Understanding the Mathematical Principles of Convolutional Neural Networks

Click on "Xiaobai Learns Vision" above, choose to add "Star" or "Top"
Heavy content delivered at the first time

Author: Piotr Skalski

Source: AI Youdao @ WeChat Official Account

Translation: Tongye (Sun Yat-sen University), had_in (University of Electronic Science and Technology)

Introduction

This article adopts an image presentation approach to help everyone understand the related complex mathematical equations. It focuses on understanding how neural networks work, mainly focusing on some typical issues of CNNs: the data structure of digital images, stride convolution, connection pruning and parameter sharing, backpropagation of convolutional layers, pooling layers, etc.
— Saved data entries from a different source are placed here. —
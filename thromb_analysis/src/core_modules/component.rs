// THEORY:
// The `component` module holds the vocabulary shared by every pass: what a
// label is, what a bounding box is, and what a finished `Component` looks like.
//
// Key architectural principles:
// 1.  **Tagged Labels**: A cell is either `Label::Background` or
//     `Label::Component(id)`. The 1-based id only exists inside
//     `ComponentId`; per-component arrays are indexed through `index()`,
//     so the "0 means background" integer convention never leaks into
//     indexing code. Integers appear only at file boundaries (`to_raw`).
// 2.  **Sentinel Boxes**: A `BoundingBox` starts out "inverted"
//     (min = extent, max = -1) so that the first `include` call snaps it onto
//     the first pixel without a special case.
// 3.  **Frozen Output**: `Component` is a "dumb" data container assembled once
//     every pass has finished. Nothing mutates it afterwards.

use crate::core_modules::grid::Grid;
use std::fmt;
use std::num::NonZeroUsize;

/// Identifier of a connected component, 1-based.
#[derive(Debug, Clone, Copy, PartialEq, Eq, Hash, PartialOrd, Ord)]
pub struct ComponentId(NonZeroUsize);

impl ComponentId {
    /// Returns `None` for 0, which is reserved for background.
    pub fn new(id: usize) -> Option<Self> {
        NonZeroUsize::new(id).map(Self)
    }

    /// The id whose 0-based array slot is `index`.
    pub fn from_index(index: usize) -> Self {
        Self(NonZeroUsize::MIN.saturating_add(index))
    }

    /// The 1-based identifier.
    pub fn get(self) -> usize {
        self.0.get()
    }

    /// The 0-based slot in per-component arrays.
    pub fn index(self) -> usize {
        self.0.get() - 1
    }
}

impl fmt::Display for ComponentId {
    fn fmt(&self, f: &mut fmt::Formatter<'_>) -> fmt::Result {
        write!(f, "{}", self.0)
    }
}

/// Identity of a single cell in a `LabelMap`.
#[derive(Debug, Clone, Copy, PartialEq, Eq, Hash, Default)]
pub enum Label {
    #[default]
    Background,
    Component(ComponentId),
}

impl Label {
    pub fn is_background(self) -> bool {
        matches!(self, Label::Background)
    }

    pub fn component(self) -> Option<ComponentId> {
        match self {
            Label::Background => None,
            Label::Component(id) => Some(id),
        }
    }

    /// Integer form used by file formats: 0 for background, the id otherwise.
    pub fn to_raw(self) -> usize {
        self.component().map_or(0, ComponentId::get)
    }

    pub fn from_raw(raw: usize) -> Self {
        ComponentId::new(raw).map_or(Label::Background, Label::Component)
    }
}

/// Component identity per cell.
pub type LabelMap = Grid<Label>;

/// Tightest axis-aligned rectangle around a component, inclusive on both ends.
#[derive(Debug, Clone, Copy, PartialEq, Eq, Hash)]
pub struct BoundingBox {
    pub min_x: i64,
    pub max_x: i64,
    pub min_y: i64,
    pub max_y: i64,
}

impl BoundingBox {
    /// The "nothing seen yet" sentinel for a grid of the given extents.
    pub fn empty(width: usize, height: usize) -> Self {
        Self {
            min_x: width as i64,
            max_x: -1,
            min_y: height as i64,
            max_y: -1,
        }
    }

    pub fn is_empty(&self) -> bool {
        self.max_x < self.min_x || self.max_y < self.min_y
    }

    /// Grows the box so it covers `(x, y)`.
    pub fn include(&mut self, x: usize, y: usize) {
        let (x, y) = (x as i64, y as i64);
        self.min_x = self.min_x.min(x);
        self.max_x = self.max_x.max(x);
        self.min_y = self.min_y.min(y);
        self.max_y = self.max_y.max(y);
    }

    pub fn contains(&self, x: usize, y: usize) -> bool {
        let (x, y) = (x as i64, y as i64);
        x >= self.min_x && x <= self.max_x && y >= self.min_y && y <= self.max_y
    }

    pub fn width(&self) -> usize {
        if self.is_empty() {
            0
        } else {
            (self.max_x - self.min_x + 1) as usize
        }
    }

    pub fn height(&self) -> usize {
        if self.is_empty() {
            0
        } else {
            (self.max_y - self.min_y + 1) as usize
        }
    }

    pub fn area(&self) -> usize {
        self.width() * self.height()
    }

    /// Top-left corner `(min_x, min_y)`, or `None` for an empty box.
    pub fn start(&self) -> Option<(usize, usize)> {
        (!self.is_empty()).then(|| (self.min_x as usize, self.min_y as usize))
    }

    /// Bottom-right corner `(max_x, max_y)`, or `None` for an empty box.
    pub fn stop(&self) -> Option<(usize, usize)> {
        (!self.is_empty()).then(|| (self.max_x as usize, self.max_y as usize))
    }
}

/// Everything the analysis learned about one connected component.
#[derive(Debug, Clone, PartialEq)]
pub struct Component {
    pub id: ComponentId,
    pub bounding_box: BoundingBox,
    /// Pixels at the global maximum intensity.
    pub core_pixels: usize,
    /// Remaining pixels of the component.
    pub tail_pixels: usize,
    /// Pixels with a differently-labeled neighbor.
    pub boundary_pixels: usize,
    /// Disjoint regions of core pixels inside the bounding box, after cleaning.
    pub bright_components: usize,
    /// Disjoint regions of tail pixels inside the bounding box, after cleaning.
    pub dark_components: usize,
}

impl Component {
    pub fn area(&self) -> usize {
        self.core_pixels + self.tail_pixels
    }
}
Original Title: Gentle Dive into Math Behind Convolutional Neural Networks

Fields such as autonomous driving, smart healthcare, and self-service retail were considered impossible until recently, and computer vision has helped us achieve these things. Today, the dream of having autonomous vehicles or automated grocery stores no longer sounds so unattainable. In fact, we use computer vision every day—when we unlock our phones with facial recognition or use auto-enhance before posting photos on social media. Convolutional neural networks may be the most critical building blocks behind this tremendous success. This time, we will deepen our understanding of how neural networks work with CNNs. As a suggestion, this article will include quite complex mathematical equations, so if you are not familiar with linear algebra and calculus, please do not be discouraged. My goal is not to make you memorize these formulas but to give you an intuitive understanding of what is happening below.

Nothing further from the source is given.